→ **YOUR TASK**
Among the entries, find the lines with the string "which" and copy them.

Records from a data source:
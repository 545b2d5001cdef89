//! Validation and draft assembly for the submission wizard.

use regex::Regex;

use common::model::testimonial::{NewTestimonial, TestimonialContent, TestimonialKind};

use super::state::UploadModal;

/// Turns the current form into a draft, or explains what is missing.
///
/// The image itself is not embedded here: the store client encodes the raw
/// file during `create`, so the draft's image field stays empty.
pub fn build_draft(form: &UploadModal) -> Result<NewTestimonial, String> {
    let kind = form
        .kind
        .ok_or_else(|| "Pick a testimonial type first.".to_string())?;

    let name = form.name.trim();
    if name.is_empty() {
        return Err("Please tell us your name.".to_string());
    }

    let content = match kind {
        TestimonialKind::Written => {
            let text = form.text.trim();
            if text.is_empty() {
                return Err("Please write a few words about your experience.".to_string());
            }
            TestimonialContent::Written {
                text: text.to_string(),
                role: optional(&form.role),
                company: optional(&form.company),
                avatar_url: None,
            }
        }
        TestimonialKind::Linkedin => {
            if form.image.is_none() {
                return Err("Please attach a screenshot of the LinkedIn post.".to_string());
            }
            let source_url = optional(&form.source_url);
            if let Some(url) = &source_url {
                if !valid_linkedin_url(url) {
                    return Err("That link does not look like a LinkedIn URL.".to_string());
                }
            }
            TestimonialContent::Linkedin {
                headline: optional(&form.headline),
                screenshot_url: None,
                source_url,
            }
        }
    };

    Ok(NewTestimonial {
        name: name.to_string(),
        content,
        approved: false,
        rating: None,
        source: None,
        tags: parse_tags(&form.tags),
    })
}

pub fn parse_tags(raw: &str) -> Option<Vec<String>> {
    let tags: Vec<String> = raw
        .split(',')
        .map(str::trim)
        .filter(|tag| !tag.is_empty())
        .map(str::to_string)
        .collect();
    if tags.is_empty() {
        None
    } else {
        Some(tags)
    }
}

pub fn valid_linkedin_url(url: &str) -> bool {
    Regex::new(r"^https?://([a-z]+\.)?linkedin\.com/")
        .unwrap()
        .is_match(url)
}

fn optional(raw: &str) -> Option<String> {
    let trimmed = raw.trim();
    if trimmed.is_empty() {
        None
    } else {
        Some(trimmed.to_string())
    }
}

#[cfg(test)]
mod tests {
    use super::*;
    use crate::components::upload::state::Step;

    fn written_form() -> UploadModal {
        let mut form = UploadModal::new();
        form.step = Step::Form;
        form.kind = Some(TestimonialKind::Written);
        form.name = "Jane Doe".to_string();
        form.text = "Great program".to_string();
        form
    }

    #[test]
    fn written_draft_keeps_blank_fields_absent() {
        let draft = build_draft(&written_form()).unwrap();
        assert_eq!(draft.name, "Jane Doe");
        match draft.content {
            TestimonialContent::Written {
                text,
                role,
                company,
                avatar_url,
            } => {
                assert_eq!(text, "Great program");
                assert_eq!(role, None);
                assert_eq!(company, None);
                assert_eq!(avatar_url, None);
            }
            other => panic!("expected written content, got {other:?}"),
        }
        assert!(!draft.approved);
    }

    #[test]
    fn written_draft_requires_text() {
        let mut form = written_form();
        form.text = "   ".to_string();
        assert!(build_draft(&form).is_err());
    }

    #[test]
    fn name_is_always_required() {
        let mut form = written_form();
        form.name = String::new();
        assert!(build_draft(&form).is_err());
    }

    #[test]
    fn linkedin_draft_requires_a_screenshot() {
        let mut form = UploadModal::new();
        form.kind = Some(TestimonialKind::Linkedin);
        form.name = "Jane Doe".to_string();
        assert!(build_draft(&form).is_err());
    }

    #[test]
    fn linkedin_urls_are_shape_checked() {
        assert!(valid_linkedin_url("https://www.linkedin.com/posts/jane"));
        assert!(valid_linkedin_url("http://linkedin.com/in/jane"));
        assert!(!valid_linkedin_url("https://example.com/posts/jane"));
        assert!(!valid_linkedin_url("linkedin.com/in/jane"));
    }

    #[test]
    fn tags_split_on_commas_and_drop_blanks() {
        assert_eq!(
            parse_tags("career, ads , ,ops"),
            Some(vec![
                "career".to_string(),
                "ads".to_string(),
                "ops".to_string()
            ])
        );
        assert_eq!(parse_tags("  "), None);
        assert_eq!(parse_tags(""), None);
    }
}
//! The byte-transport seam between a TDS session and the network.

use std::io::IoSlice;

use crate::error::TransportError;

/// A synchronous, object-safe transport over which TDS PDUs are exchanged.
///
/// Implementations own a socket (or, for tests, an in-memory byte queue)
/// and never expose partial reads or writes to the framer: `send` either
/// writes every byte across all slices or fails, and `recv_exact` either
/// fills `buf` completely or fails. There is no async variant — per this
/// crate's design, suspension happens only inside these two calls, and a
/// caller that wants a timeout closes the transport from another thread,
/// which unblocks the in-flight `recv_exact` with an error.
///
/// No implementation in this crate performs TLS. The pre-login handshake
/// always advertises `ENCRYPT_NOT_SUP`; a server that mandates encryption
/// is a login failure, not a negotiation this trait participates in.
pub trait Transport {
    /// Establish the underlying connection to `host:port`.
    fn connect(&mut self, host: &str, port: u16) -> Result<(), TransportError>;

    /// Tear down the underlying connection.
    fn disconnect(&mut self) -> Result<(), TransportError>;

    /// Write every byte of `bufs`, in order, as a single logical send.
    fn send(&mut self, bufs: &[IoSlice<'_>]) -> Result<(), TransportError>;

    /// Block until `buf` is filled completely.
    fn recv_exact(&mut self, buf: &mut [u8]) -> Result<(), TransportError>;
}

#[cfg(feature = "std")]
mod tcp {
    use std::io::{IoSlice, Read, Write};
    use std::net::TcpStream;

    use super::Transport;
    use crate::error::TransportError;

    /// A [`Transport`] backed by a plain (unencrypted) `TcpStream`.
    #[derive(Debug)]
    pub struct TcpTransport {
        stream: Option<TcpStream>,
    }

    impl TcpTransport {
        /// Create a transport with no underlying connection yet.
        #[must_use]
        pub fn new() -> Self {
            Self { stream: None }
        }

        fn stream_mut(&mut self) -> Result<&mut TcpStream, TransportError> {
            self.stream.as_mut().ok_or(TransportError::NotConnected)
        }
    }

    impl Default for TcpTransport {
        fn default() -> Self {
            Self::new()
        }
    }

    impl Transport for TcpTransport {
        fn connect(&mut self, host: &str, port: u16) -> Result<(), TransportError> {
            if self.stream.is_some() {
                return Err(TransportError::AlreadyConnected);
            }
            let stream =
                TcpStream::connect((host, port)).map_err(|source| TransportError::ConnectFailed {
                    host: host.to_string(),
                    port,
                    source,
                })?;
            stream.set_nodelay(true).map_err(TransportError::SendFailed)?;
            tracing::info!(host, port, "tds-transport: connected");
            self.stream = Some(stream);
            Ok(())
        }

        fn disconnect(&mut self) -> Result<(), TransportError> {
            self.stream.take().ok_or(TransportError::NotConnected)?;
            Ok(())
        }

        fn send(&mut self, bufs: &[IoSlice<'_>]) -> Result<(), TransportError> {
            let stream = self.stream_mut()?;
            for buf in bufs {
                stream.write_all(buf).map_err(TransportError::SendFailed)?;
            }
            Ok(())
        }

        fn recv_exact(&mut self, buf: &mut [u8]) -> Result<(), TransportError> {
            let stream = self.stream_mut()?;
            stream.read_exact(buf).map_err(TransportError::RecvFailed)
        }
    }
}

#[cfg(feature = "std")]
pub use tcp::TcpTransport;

→ **PROBLEM SOLUTION**
/// A synchronous, object-safe transport over which TDS PDUs are exchanged.
/// which unblocks the in-flight `recv_exact` with an error.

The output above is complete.